Fra i lavori più conosciuti, invece, troviamo la Venere degli stracci, del 1967, di Michelangelo Pistoletto, classe 1933. Si tratta di una scultura in cemento della dea dell’amore ai cui piedi è ammassata una grande quantità di stracci. In questo lavoro, l’armonia dell’arte classica stride a contatto con la sciatteria della contemporaneità.
Pistoletto critica la società dei consumi, la cui natura effimera distoglie l’uomo moderno dalla bellezza reale. «Con la Venere degli stracci – commenta l’artista – volevo rappresentare contemporaneamente la bellezza del passato e il disastro del presente». Pistoletto, inoltre, si pone il problema della libertà del linguaggio che non deve essere più legato al “sistema” e alle aspettative codificate. Pistoletto agisce liberamente, rimanendo sempre «al confine fra arte e vita». Uno degli obiettivi del maestro, infatti, è far uscire l’arte dal museo e portarla nella vita reale, fra la gente. Nella metà degli anni Sessanta, ad esempio, realizza con vecchi giornali pressati, una palla di un metro di diametro, la Sfera di giornali, che porterà a spasso per le strade di Torino.
Celebrata in tutto il mondo, l’Arte povera è uno dei fenomeni artistici più importanti del secondo dopoguerra. Per i suoi primi cinquanta anni, sono numerosi gli eventi organizzati: a New York, la galleria Levy Gorvy di Madison Avenue ospita una rassegna a cura di Celant che indaga i rapporti fra il movimento artistico e la gallerista Ileana Sonnabeng.
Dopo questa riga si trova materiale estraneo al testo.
//! Hand-rolled gateway double shared by the controller tests: scripted
//! per-operation replies (falling back to benign defaults), call counters,
//! and gates for holding a call in flight.

use std::collections::VecDeque;
use std::sync::atomic::{AtomicBool, AtomicUsize, Ordering};
use std::sync::Mutex;

use async_trait::async_trait;
use chrono::{Duration as ChronoDuration, TimeZone, Utc};
use tokio::sync::Semaphore;
use tokio::time::Duration;

use crate::gateway::{
    CommandLogEntry, ExecuteOutcome, GatewayError, MicrophoneInfo, StatusReport, VoiceGateway,
};
use crate::settings::SettingsDocument;

pub(crate) fn success_outcome() -> ExecuteOutcome {
    ExecuteOutcome {
        status: "success".to_string(),
        message: None,
        cpu_percent: None,
        memory_percent: None,
        disk_percent: None,
        battery_level: None,
        plugged_in: None,
    }
}

pub(crate) fn telemetry_outcome(cpu_percent: f32, memory_percent: f32) -> ExecuteOutcome {
    ExecuteOutcome {
        cpu_percent: Some(cpu_percent),
        memory_percent: Some(memory_percent),
        ..success_outcome()
    }
}

/// Log entry at a fixed base instant plus `offset_secs`, so ordering in tests
/// is explicit.
pub(crate) fn log_entry(command: &str, offset_secs: i64) -> CommandLogEntry {
    let base = Utc.with_ymd_and_hms(2024, 5, 11, 9, 0, 0).unwrap();
    CommandLogEntry {
        command: command.to_string(),
        timestamp: base + ChronoDuration::seconds(offset_secs),
        outcome: None,
    }
}

pub(crate) struct MockGateway {
    status_script: Mutex<VecDeque<Result<StatusReport, GatewayError>>>,
    start_script: Mutex<VecDeque<Result<(), GatewayError>>>,
    stop_script: Mutex<VecDeque<Result<(), GatewayError>>>,
    execute_script: Mutex<VecDeque<Result<ExecuteOutcome, GatewayError>>>,
    recent_script: Mutex<VecDeque<Result<Vec<CommandLogEntry>, GatewayError>>>,
    settings_script: Mutex<VecDeque<Result<SettingsDocument, GatewayError>>>,
    update_script: Mutex<VecDeque<Result<(), GatewayError>>>,
    microphones_script: Mutex<VecDeque<Result<Vec<MicrophoneInfo>, GatewayError>>>,

    status_calls: AtomicUsize,
    start_calls: AtomicUsize,
    stop_calls: AtomicUsize,
    execute_calls: AtomicUsize,
    recent_calls: AtomicUsize,
    update_calls: AtomicUsize,

    hold_start_flag: AtomicBool,
    start_gate: Semaphore,
    hold_execute_flag: AtomicBool,
    execute_gate: Semaphore,

    status_delay: Mutex<Option<Duration>>,
    status_in_flight: AtomicUsize,
    max_status_in_flight: AtomicUsize,
}

impl Default for MockGateway {
    fn default() -> Self {
        Self {
            status_script: Mutex::new(VecDeque::new()),
            start_script: Mutex::new(VecDeque::new()),
            stop_script: Mutex::new(VecDeque::new()),
            execute_script: Mutex::new(VecDeque::new()),
            recent_script: Mutex::new(VecDeque::new()),
            settings_script: Mutex::new(VecDeque::new()),
            update_script: Mutex::new(VecDeque::new()),
            microphones_script: Mutex::new(VecDeque::new()),
            status_calls: AtomicUsize::new(0),
            start_calls: AtomicUsize::new(0),
            stop_calls: AtomicUsize::new(0),
            execute_calls: AtomicUsize::new(0),
            recent_calls: AtomicUsize::new(0),
            update_calls: AtomicUsize::new(0),
            hold_start_flag: AtomicBool::new(false),
            start_gate: Semaphore::new(0),
            hold_execute_flag: AtomicBool::new(false),
            execute_gate: Semaphore::new(0),
            status_delay: Mutex::new(None),
            status_in_flight: AtomicUsize::new(0),
            max_status_in_flight: AtomicUsize::new(0),
        }
    }
}

impl MockGateway {
    pub fn script_status(&self, reply: Result<StatusReport, GatewayError>) {
        self.status_script.lock().unwrap().push_back(reply);
    }

    pub fn script_start(&self, reply: Result<(), GatewayError>) {
        self.start_script.lock().unwrap().push_back(reply);
    }

    pub fn script_stop(&self, reply: Result<(), GatewayError>) {
        self.stop_script.lock().unwrap().push_back(reply);
    }

    pub fn script_execute(&self, reply: Result<ExecuteOutcome, GatewayError>) {
        self.execute_script.lock().unwrap().push_back(reply);
    }

    pub fn script_recent(&self, reply: Result<Vec<CommandLogEntry>, GatewayError>) {
        self.recent_script.lock().unwrap().push_back(reply);
    }

    pub fn script_settings(&self, reply: Result<SettingsDocument, GatewayError>) {
        self.settings_script.lock().unwrap().push_back(reply);
    }

    pub fn script_update_settings(&self, reply: Result<(), GatewayError>) {
        self.update_script.lock().unwrap().push_back(reply);
    }

    pub fn script_microphones(&self, reply: Result<Vec<MicrophoneInfo>, GatewayError>) {
        self.microphones_script.lock().unwrap().push_back(reply);
    }

    /// Makes the next `start` calls block until [`release_start`] is called.
    pub fn hold_start(&self) {
        self.hold_start_flag.store(true, Ordering::SeqCst);
    }

    pub fn release_start(&self) {
        self.start_gate.add_permits(1);
    }

    pub fn hold_execute(&self) {
        self.hold_execute_flag.store(true, Ordering::SeqCst);
    }

    pub fn release_execute(&self) {
        self.execute_gate.add_permits(1);
    }

    /// Lets further `execute` calls through while an earlier held call is
    /// still waiting on its gate.
    pub fn unhold_execute(&self) {
        self.hold_execute_flag.store(false, Ordering::SeqCst);
    }

    /// Every `status` call sleeps this long, for pacing tests under paused
    /// time.
    pub fn set_status_delay(&self, delay: Duration) {
        *self.status_delay.lock().unwrap() = Some(delay);
    }

    pub fn status_calls(&self) -> usize {
        self.status_calls.load(Ordering::SeqCst)
    }

    pub fn start_calls(&self) -> usize {
        self.start_calls.load(Ordering::SeqCst)
    }

    pub fn stop_calls(&self) -> usize {
        self.stop_calls.load(Ordering::SeqCst)
    }

    pub fn execute_calls(&self) -> usize {
        self.execute_calls.load(Ordering::SeqCst)
    }

    pub fn recent_calls(&self) -> usize {
        self.recent_calls.load(Ordering::SeqCst)
    }

    pub fn update_settings_calls(&self) -> usize {
        self.update_calls.load(Ordering::SeqCst)
    }

    pub fn max_in_flight(&self) -> usize {
        self.max_status_in_flight.load(Ordering::SeqCst)
    }

    fn pop<T>(&self, script: &Mutex<VecDeque<T>>) -> Option<T> {
        script.lock().unwrap().pop_front()
    }
}

#[async_trait]
impl VoiceGateway for MockGateway {
    async fn status(&self) -> Result<StatusReport, GatewayError> {
        self.status_calls.fetch_add(1, Ordering::SeqCst);
        let in_flight = self.status_in_flight.fetch_add(1, Ordering::SeqCst) + 1;
        self.max_status_in_flight.fetch_max(in_flight, Ordering::SeqCst);
        let delay = *self.status_delay.lock().unwrap();
        if let Some(delay) = delay {
            tokio::time::sleep(delay).await;
        }
        self.status_in_flight.fetch_sub(1, Ordering::SeqCst);
        self.pop(&self.status_script)
            .unwrap_or(Ok(StatusReport { is_listening: false }))
    }

    async fn start(&self) -> Result<(), GatewayError> {
        self.start_calls.fetch_add(1, Ordering::SeqCst);
        if self.hold_start_flag.load(Ordering::SeqCst) {
            self.start_gate.acquire().await.expect("gate open").forget();
        }
        self.pop(&self.start_script).unwrap_or(Ok(()))
    }

    async fn stop(&self) -> Result<(), GatewayError> {
        self.stop_calls.fetch_add(1, Ordering::SeqCst);
        self.pop(&self.stop_script).unwrap_or(Ok(()))
    }

    async fn execute(&self, _command: &str) -> Result<ExecuteOutcome, GatewayError> {
        self.execute_calls.fetch_add(1, Ordering::SeqCst);
        if self.hold_execute_flag.load(Ordering::SeqCst) {
            self.execute_gate.acquire().await.expect("gate open").forget();
        }
        self.pop(&self.execute_script).unwrap_or_else(|| Ok(success_outcome()))
    }

    async fn recent_commands(&self) -> Result<Vec<CommandLogEntry>, GatewayError> {
        self.recent_calls.fetch_add(1, Ordering::SeqCst);
        self.pop(&self.recent_script).unwrap_or_else(|| Ok(Vec::new()))
    }

    async fn settings(&self) -> Result<SettingsDocument, GatewayError> {
        self.pop(&self.settings_script)
            .unwrap_or_else(|| Ok(SettingsDocument::default()))
    }

    async fn update_settings(&self, _document: &SettingsDocument) -> Result<(), GatewayError> {
        self.update_calls.fetch_add(1, Ordering::SeqCst);
        self.pop(&self.update_script).unwrap_or(Ok(()))
    }

    async fn microphones(&self) -> Result<Vec<MicrophoneInfo>, GatewayError> {
        self.pop(&self.microphones_script).unwrap_or_else(|| Ok(Vec::new()))
    }

    async fn ping(&self) -> Result<(), GatewayError> {
        Ok(())
    }
}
Grazie all’attività della donna, infatti, artisti come Anselmo, Pier Paolo Calzolari, Kounellis, Merz, Paolini, Pistoletto e Gilberto Zorio hanno avuto modo di conoscersi e farsi conoscere anche fuori dai confini nazionali. Sempre a New York la galleria di Daniella Luxembourg e Amalia Dayan ospita Contingencies: Arte Povera and After, mostrando capolavori del movimento e opere contemporanee ispirate allo stesso spirito rivoluzionario. A Roma, invece, la mostra dedicata al Sessantotto e allestita nelle sale della Galleria Nazionale, È solo un inizio. 1968, presenta al grande pubblico alcuni lavori realizzati in quegli anni anche dagli artisti dell’Arte povera.